The vote to grant the extension was 5-1, with Commissioner Larry McLaughlin casting the lone “no” vote.
Apex was granted its first conditional use permit for the project in November 2016, before North Carolina lawmakers passed an 18-month moratorium on wind turbine projects in the state in July 2017.
Since then, the permit has remained valid due to a state law extending conditional use permits during the ongoing COVID-19 pandemic. Gov. Roy Cooper’s Executive Order 116 – which declared a state of emergency due to COVID – is allowing permits to run indefinitely until 150 days after the order is rescinded.
Don Giecek of Apex Clean Energy gave Chowan commissioners an update on the Timbermill project last month, telling them the company hopes to have shovels in the ground by the first quarter of 2023. Giecek based that prediction on the fact Apex was awarded final approvals and permits for the wind project over the third and fourth quarters of 2022.
Apex officials hope to have the Timbermill Wind project online by the fourth quarter of 2023, he said.
McLaughlin asked Giecek why it’s taken Apex so long to get the project started.
Giecek said both COVID restrictions and the former wind moratorium had created hindrances, but the number of permits, approvals and studies Apex has to seek across multiple levels of government has also played a role.

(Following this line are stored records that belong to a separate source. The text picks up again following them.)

pub mod status;

pub use status::ServiceStatus;
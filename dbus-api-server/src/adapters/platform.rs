use crate::ports::PlatformProbe;
use async_trait::async_trait;
use std::path::PathBuf;
use tracing::debug;

/// Reads the image flavour Venus OS writes to `/etc/venus/image-type`.
#[derive(Debug, Clone)]
pub struct ImageTypeFile {
    path: PathBuf,
}

impl ImageTypeFile {
    pub fn new(path: PathBuf) -> Self {
        Self { path }
    }
}

#[async_trait]
impl PlatformProbe for ImageTypeFile {
    async fn image_variant(&self) -> Option<String> {
        match tokio::fs::read_to_string(&self.path).await {
            Ok(contents) => {
                let variant = contents.trim();
                (!variant.is_empty()).then(|| variant.to_string())
            }
            Err(err) => {
                debug!(path = %self.path.display(), %err, "image type unavailable");
                None
            }
        }
    }
}
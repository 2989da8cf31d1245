pub mod dbus;
pub mod memory;

pub use dbus::{ZbusBus, ZbusConnector};
pub use memory::{InMemoryBus, InMemoryConnector};
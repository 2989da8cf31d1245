use crate::domain::{BusAddress, BusValue};
use async_trait::async_trait;
use std::sync::Arc;

#[derive(thiserror::Error, Debug, Clone, PartialEq)]
pub enum BusError {
    #[error("system bus unavailable: {0}")]
    Unavailable(String),
    #[error("no such object {address}: {message}")]
    NoSuchObject { address: String, message: String },
    #[error("bus call failed: {0}")]
    Call(String),
    #[error("unsupported bus value: {0}")]
    Unsupported(String),
}

pub type BusResult<T> = Result<T, BusError>;

/// Raw `com.victronenergy.BusItem` operations plus name listing, one round
/// trip per call.
#[async_trait]
pub trait BusPort: Send + Sync {
    async fn get_value(&self, address: &BusAddress) -> BusResult<BusValue>;

    async fn get_text(&self, address: &BusAddress) -> BusResult<String>;

    /// Returns the item's status code; `0` means the write was accepted.
    async fn set_value(&self, address: &BusAddress, value: BusValue) -> BusResult<i32>;

    async fn list_names(&self) -> BusResult<Vec<String>>;

    /// Bulk read of every item below `address`, keyed by object path. Each
    /// entry is the item dictionary (`Value`, `Text`) as published by the
    /// service.
    async fn get_items(&self, address: &BusAddress) -> BusResult<Vec<(String, BusValue)>>;
}

/// Opens a fresh bus connection. Called once per supervisor cycle.
#[async_trait]
pub trait BusConnector: Send + Sync {
    async fn connect(&self) -> BusResult<Arc<dyn BusPort>>;
}
use crate::domain::ServiceStatus;
use crate::ports::{ControlError, ServiceControl, SignalKind};
use std::path::PathBuf;
use std::sync::Arc;
use std::time::Duration;
use tokio::time::sleep;
use tracing::{info, warn};

/// Pauses between supervisor commands and the status read that follows.
#[derive(Debug, Clone, Copy)]
pub struct ControlTimings {
    pub settle: Duration,
    pub restart_wait: Duration,
}

impl Default for ControlTimings {
    fn default() -> Self {
        Self {
            settle: Duration::from_secs(1),
            restart_wait: Duration::from_secs(2),
        }
    }
}

#[derive(Debug, Clone)]
pub struct UpgradeReport {
    pub git_output: String,
    pub status: ServiceStatus,
}

pub struct ControlService {
    control: Arc<dyn ServiceControl>,
    install_dir: PathBuf,
    timings: ControlTimings,
}

impl ControlService {
    pub fn new(control: Arc<dyn ServiceControl>, install_dir: PathBuf, timings: ControlTimings) -> Self {
        Self {
            control,
            install_dir,
            timings,
        }
    }

    pub async fn status(&self) -> Result<ServiceStatus, ControlError> {
        self.control.status().await
    }

    pub async fn start(&self, confirm: bool) -> Result<ServiceStatus, ControlError> {
        require(confirm, "Start")?;
        info!("msg" = "starting managed service");
        self.control.signal(SignalKind::Up).await?;
        sleep(self.timings.settle).await;
        self.control.status().await
    }

    pub async fn stop(&self, confirm: bool) -> Result<ServiceStatus, ControlError> {
        require(confirm, "Stop")?;
        info!("msg" = "stopping managed service");
        self.control.signal(SignalKind::Down).await?;
        sleep(self.timings.settle).await;
        self.control.status().await
    }

    pub async fn restart(&self, confirm: bool) -> Result<ServiceStatus, ControlError> {
        require(confirm, "Restart")?;
        info!("msg" = "restarting managed service");
        self.kill_then_up().await
    }

    /// Pulls the install checkout and restarts on success. A failed pull is
    /// returned as-is and leaves the service untouched.
    pub async fn upgrade(&self, confirm: bool) -> Result<UpgradeReport, ControlError> {
        require(confirm, "Upgrade")?;
        if !self.control.is_git_repo(&self.install_dir).await {
            warn!(dir = %self.install_dir.display(), "upgrade refused, no git checkout");
            return Err(ControlError::NotGitRepository);
        }
        info!(dir = %self.install_dir.display(), "msg" = "pulling update");
        let git_output = self.control.pull(&self.install_dir).await?;
        let status = self.kill_then_up().await?;
        Ok(UpgradeReport { git_output, status })
    }

    // The managed process does not reliably exit on SIGTERM.
    async fn kill_then_up(&self) -> Result<ServiceStatus, ControlError> {
        if let Err(err) = self.control.signal(SignalKind::Kill).await {
            warn!(%err, "kill signal failed, bringing service up anyway");
        }
        sleep(self.timings.settle).await;
        self.control.signal(SignalKind::Up).await?;
        sleep(self.timings.restart_wait).await;
        self.control.status().await
    }
}

fn require(confirm: bool, action: &'static str) -> Result<(), ControlError> {
    if confirm {
        Ok(())
    } else {
        Err(ControlError::ConfirmationRequired { action })
    }
}
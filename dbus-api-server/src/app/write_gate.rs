//! Write permission check backed by a Node-RED virtual switch.
//!
//! The switch is owned by another process that can create, remove or restart
//! it at any time, so nothing here is cached: every evaluation walks the bus
//! again and stops at the first failing step.

use super::bus_client::{BusClient, SETTINGS_SERVICE};
use crate::domain::{BusAddress, BusValue, GateDetails, GateReason, WriteGateDecision};
use crate::ports::PlatformProbe;
use std::sync::Arc;
use tracing::debug;

pub const DEFAULT_SWITCH_NAME: &str = "AI Write Enable";

#[derive(Debug, Clone)]
pub struct WriteGateConfig {
    /// Image flavour that ships the switch-hosting subsystem.
    pub required_variant: String,
    pub settings_service: String,
    /// Settings path holding the subsystem's enable flag (non-zero = on).
    pub subsystem_flag_path: String,
    /// Well-known name prefix of virtual switch services.
    pub switch_service_prefix: String,
    /// Name the approval switch carries, compared case-insensitively.
    pub switch_name: String,
    pub name_path: String,
    pub state_path: String,
    /// State value meaning "off"; anything else counts as on.
    pub off_value: i64,
}

impl Default for WriteGateConfig {
    fn default() -> Self {
        Self {
            required_variant: "large".to_string(),
            settings_service: SETTINGS_SERVICE.to_string(),
            subsystem_flag_path: "/Settings/Services/NodeRed".to_string(),
            switch_service_prefix: "com.victronenergy.switch.".to_string(),
            switch_name: DEFAULT_SWITCH_NAME.to_string(),
            name_path: "/CustomName".to_string(),
            state_path: "/SwitchableOutput/0/State".to_string(),
            off_value: 0,
        }
    }
}

pub struct WriteGate {
    config: WriteGateConfig,
    platform: Arc<dyn PlatformProbe>,
}

impl WriteGate {
    pub fn new(config: WriteGateConfig, platform: Arc<dyn PlatformProbe>) -> Self {
        Self { config, platform }
    }

    pub fn switch_name(&self) -> &str {
        &self.config.switch_name
    }

    pub async fn evaluate(&self, bus: &BusClient) -> WriteGateDecision {
        let mut details = GateDetails::default();

        details.image_variant = self.platform.image_variant().await;
        let supported = details
            .image_variant
            .as_deref()
            .is_some_and(|variant| variant.eq_ignore_ascii_case(&self.config.required_variant));
        if !supported {
            return WriteGateDecision::closed(GateReason::UnsupportedImage, details);
        }

        let flag_address =
            BusAddress::new(&self.config.settings_service, &self.config.subsystem_flag_path);
        let flag = match bus.get_value(&flag_address).await {
            Ok(value) => match value.as_i64() {
                Some(flag) => flag,
                None => {
                    let reason = format!("unexpected value for {flag_address}: {value:?}");
                    return WriteGateDecision::closed(GateReason::Upstream(reason), details);
                }
            },
            Err(err) => return WriteGateDecision::closed(GateReason::Upstream(err.to_string()), details),
        };
        details.service_enabled = Some(flag);
        if flag == 0 {
            return WriteGateDecision::closed(GateReason::SubsystemDisabled, details);
        }

        let switches = match bus
            .list_services_with_prefix(&self.config.switch_service_prefix)
            .await
        {
            Ok(switches) => switches,
            Err(err) => return WriteGateDecision::closed(GateReason::Upstream(err.to_string()), details),
        };
        details.service_running = Some(!switches.is_empty());
        if switches.is_empty() {
            return WriteGateDecision::closed(GateReason::SubsystemNotRunning, details);
        }

        let Some(service) = self.find_switch(bus, &switches).await else {
            return WriteGateDecision::closed(GateReason::SwitchNotFound, details);
        };
        details.switch_found = true;
        details.switch_service = Some(service.clone());

        let state_address = BusAddress::new(service, &self.config.state_path);
        match bus.get_value(&state_address).await {
            Ok(value) => {
                let state = value.as_i64();
                details.switch_state = state;
                if state == Some(self.config.off_value) {
                    WriteGateDecision::closed(GateReason::SwitchOff, details)
                } else {
                    WriteGateDecision::open(details)
                }
            }
            Err(err) => WriteGateDecision::closed(GateReason::Upstream(err.to_string()), details),
        }
    }

    async fn find_switch(&self, bus: &BusClient, switches: &[String]) -> Option<String> {
        for service in switches {
            let address = BusAddress::new(service.as_str(), &self.config.name_path);
            match bus.get_value(&address).await {
                Ok(BusValue::Str(name))
                    if name.trim().eq_ignore_ascii_case(&self.config.switch_name) =>
                {
                    return Some(service.clone());
                }
                Ok(_) => {}
                Err(err) => debug!(%service, %err, "skipping switch without readable name"),
            }
        }
        None
    }
}
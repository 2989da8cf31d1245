pub mod bus_client;
pub mod supervisor;
pub mod write_gate;

pub use bus_client::BusClient;
pub use supervisor::{Cycle, LifecycleCommand, LifecycleHandle, Supervisor, SupervisorState};
pub use write_gate::{WriteGate, WriteGateConfig};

Board of Commissioners Chairman Bob Kirby noted Apex was asking for an additional 40 percent of time on its current permit to get the rest of the project complete.

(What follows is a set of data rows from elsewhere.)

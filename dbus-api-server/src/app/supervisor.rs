//! In-place restart loop around the HTTP listener.
//!
//! The socket is bound once and handed to a fresh axum server on every
//! cycle, so a restart never releases the port. Each cycle also opens a new
//! bus connection; the previous one is dropped together with its router.
//!
//! Draining is bounded: connections still open when the drain deadline
//! passes are abandoned and the loop moves on.

use super::bus_client::BusClient;
use crate::ports::BusConnector;
use anyhow::{anyhow, Context, Result as AnyResult};
use axum::Router;
use chrono::{DateTime, Duration, DurationRound, Utc};
use serde::Serialize;
use std::fmt;
use std::future::{Future, IntoFuture};
use std::net::SocketAddr;
use std::sync::Arc;
use std::time::Duration as StdDuration;
use tokio::net::TcpListener;
use tokio::sync::{mpsc, oneshot, watch};
use tracing::{info, warn};

#[derive(Debug, Clone, Copy, PartialEq, Eq, Serialize)]
#[serde(rename_all = "lowercase")]
pub enum SupervisorState {
    Starting,
    Serving,
    Stopping,
    Restarting,
}

impl fmt::Display for SupervisorState {
    fn fmt(&self, f: &mut fmt::Formatter<'_>) -> fmt::Result {
        let name = match self {
            SupervisorState::Starting => "starting",
            SupervisorState::Serving => "serving",
            SupervisorState::Stopping => "stopping",
            SupervisorState::Restarting => "restarting",
        };
        f.write_str(name)
    }
}

#[derive(Debug, Clone, Copy, PartialEq, Eq)]
pub enum LifecycleCommand {
    Restart,
    Stop,
}

/// The only way request handlers can influence the supervisor: enqueue a
/// command and observe the current state.
#[derive(Clone)]
pub struct LifecycleHandle {
    commands: mpsc::UnboundedSender<LifecycleCommand>,
    state: watch::Receiver<SupervisorState>,
}

impl LifecycleHandle {
    pub fn dispatch(&self, command: LifecycleCommand) {
        if self.commands.send(command).is_err() {
            warn!(?command, "supervisor gone, lifecycle command dropped");
        }
    }

    pub fn request_restart(&self) {
        self.dispatch(LifecycleCommand::Restart);
    }

    pub fn request_stop(&self) {
        self.dispatch(LifecycleCommand::Stop);
    }

    pub fn state(&self) -> SupervisorState {
        *self.state.borrow()
    }

    /// Handle wired to a bare channel instead of a running supervisor.
    #[cfg(test)]
    pub(crate) fn detached() -> (Self, mpsc::UnboundedReceiver<LifecycleCommand>) {
        let (commands, rx) = mpsc::unbounded_channel();
        let (_, state) = watch::channel(SupervisorState::Serving);
        (Self { commands, state }, rx)
    }
}

/// Everything a single serving cycle is built from.
pub struct Cycle {
    pub bus: BusClient,
    pub started_at: DateTime<Utc>,
    pub lifecycle: LifecycleHandle,
}

pub const DEFAULT_DRAIN_TIMEOUT: StdDuration = StdDuration::from_secs(3);

pub struct Supervisor {
    listener: std::net::TcpListener,
    connector: Arc<dyn BusConnector>,
    drain_timeout: StdDuration,
    commands_tx: mpsc::UnboundedSender<LifecycleCommand>,
    commands_rx: mpsc::UnboundedReceiver<LifecycleCommand>,
    state_tx: watch::Sender<SupervisorState>,
}

impl Supervisor {
    pub fn new(
        listener: std::net::TcpListener,
        connector: Arc<dyn BusConnector>,
    ) -> AnyResult<Self> {
        listener
            .set_nonblocking(true)
            .context("switching listener to non-blocking mode")?;
        let (commands_tx, commands_rx) = mpsc::unbounded_channel();
        let (state_tx, _) = watch::channel(SupervisorState::Starting);
        Ok(Self {
            listener,
            connector,
            drain_timeout: DEFAULT_DRAIN_TIMEOUT,
            commands_tx,
            commands_rx,
            state_tx,
        })
    }

    /// Upper bound on waiting for open connections after a restart or stop.
    pub fn with_drain_timeout(mut self, drain_timeout: StdDuration) -> Self {
        self.drain_timeout = drain_timeout;
        self
    }

    pub fn local_addr(&self) -> std::io::Result<SocketAddr> {
        self.listener.local_addr()
    }

    pub fn handle(&self) -> LifecycleHandle {
        LifecycleHandle {
            commands: self.commands_tx.clone(),
            state: self.state_tx.subscribe(),
        }
    }

    /// Serves until a stop command arrives or `shutdown` resolves. `build`
    /// turns each cycle into the router that serves it.
    pub async fn run<F, S>(mut self, build: F, shutdown: S) -> AnyResult<()>
    where
        F: Fn(Cycle) -> Router,
        S: Future<Output = ()>,
    {
        tokio::pin!(shutdown);
        let mut generation = 0u64;
        let mut last_start: Option<DateTime<Utc>> = None;

        loop {
            generation += 1;
            self.transition(SupervisorState::Starting);

            let port = self
                .connector
                .connect()
                .await
                .map_err(|err| anyhow!(err))
                .context("connecting to the system bus")?;
            let started_at = next_start(last_start);
            last_start = Some(started_at);

            let router = build(Cycle {
                bus: BusClient::new(port),
                started_at,
                lifecycle: self.handle(),
            });
            let listener = TcpListener::from_std(
                self.listener
                    .try_clone()
                    .context("duplicating listening socket")?,
            )?;

            let (stop_tx, stop_rx) = oneshot::channel::<()>();
            let server = axum::serve(listener, router.into_make_service())
                .with_graceful_shutdown(async move {
                    let _ = stop_rx.await;
                })
                .into_future();
            tokio::pin!(server);

            self.transition(SupervisorState::Serving);
            info!("generation" = generation, "started_at" = %started_at, "msg" = "gateway serving");

            let mut server_finished = false;
            let mut server_result: Option<std::io::Result<()>> = None;

            let restart = tokio::select! {
                res = &mut server => {
                    server_finished = true;
                    server_result = Some(res);
                    false
                }
                command = self.commands_rx.recv() => {
                    matches!(command, Some(LifecycleCommand::Restart))
                }
                _ = &mut shutdown => {
                    info!("msg" = "shutdown signal received");
                    false
                }
            };

            if server_finished {
                self.transition(SupervisorState::Stopping);
                if let Some(result) = server_result {
                    result.context("gateway listener failed")?;
                }
                break;
            }

            self.transition(if restart {
                SupervisorState::Restarting
            } else {
                SupervisorState::Stopping
            });
            let _ = stop_tx.send(());
            match tokio::time::timeout(self.drain_timeout, &mut server).await {
                Ok(Ok(())) => {}
                Ok(Err(err)) => warn!(%err, "gateway listener terminated with error"),
                Err(_) => warn!(
                    "generation" = generation,
                    "drain_timeout_ms" = self.drain_timeout.as_millis() as u64,
                    "msg" = "connections still open after drain timeout, abandoning them"
                ),
            }

            if !restart {
                break;
            }
        }

        info!("msg" = "gateway stopped");
        Ok(())
    }

    fn transition(&self, state: SupervisorState) {
        let previous = self.state_tx.send_replace(state);
        if previous != state {
            info!("from" = %previous, "to" = %state, "msg" = "supervisor transition");
        }
    }
}

/// Start timestamps are reported with microsecond precision and must grow
/// strictly across cycles.
fn next_start(previous: Option<DateTime<Utc>>) -> DateTime<Utc> {
    let tick = Duration::microseconds(1);
    let now = Utc::now();
    let now = now.duration_trunc(tick).unwrap_or(now);
    match previous {
        Some(previous) if now <= previous => previous + tick,
        _ => now,
    }
}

“An additional 40 percent of time? That’s a big miss,” Kirby said. “Do you think you had a big miss or is it just that hard working in the state of North Carolina?”
Giecek replied, “I think it’s the nature of the business and its inherent complexity as well as working with the state and federal government.”
“Don’t come back on March 31, 2023, and ask for more time,” Kirby responded. “Get it done, for the community’s sake.”
Commissioner Ellis Lawrence made a motion to grant Apex’s request for the extension.
McLaughlin said he saw no use in granting the extension, particularly since Cooper’s state of emergency is still in place.
“I don’t see the point in extending it,” he said before voting against the extension.
The board was not required to hold a public hearing on Apex’s request.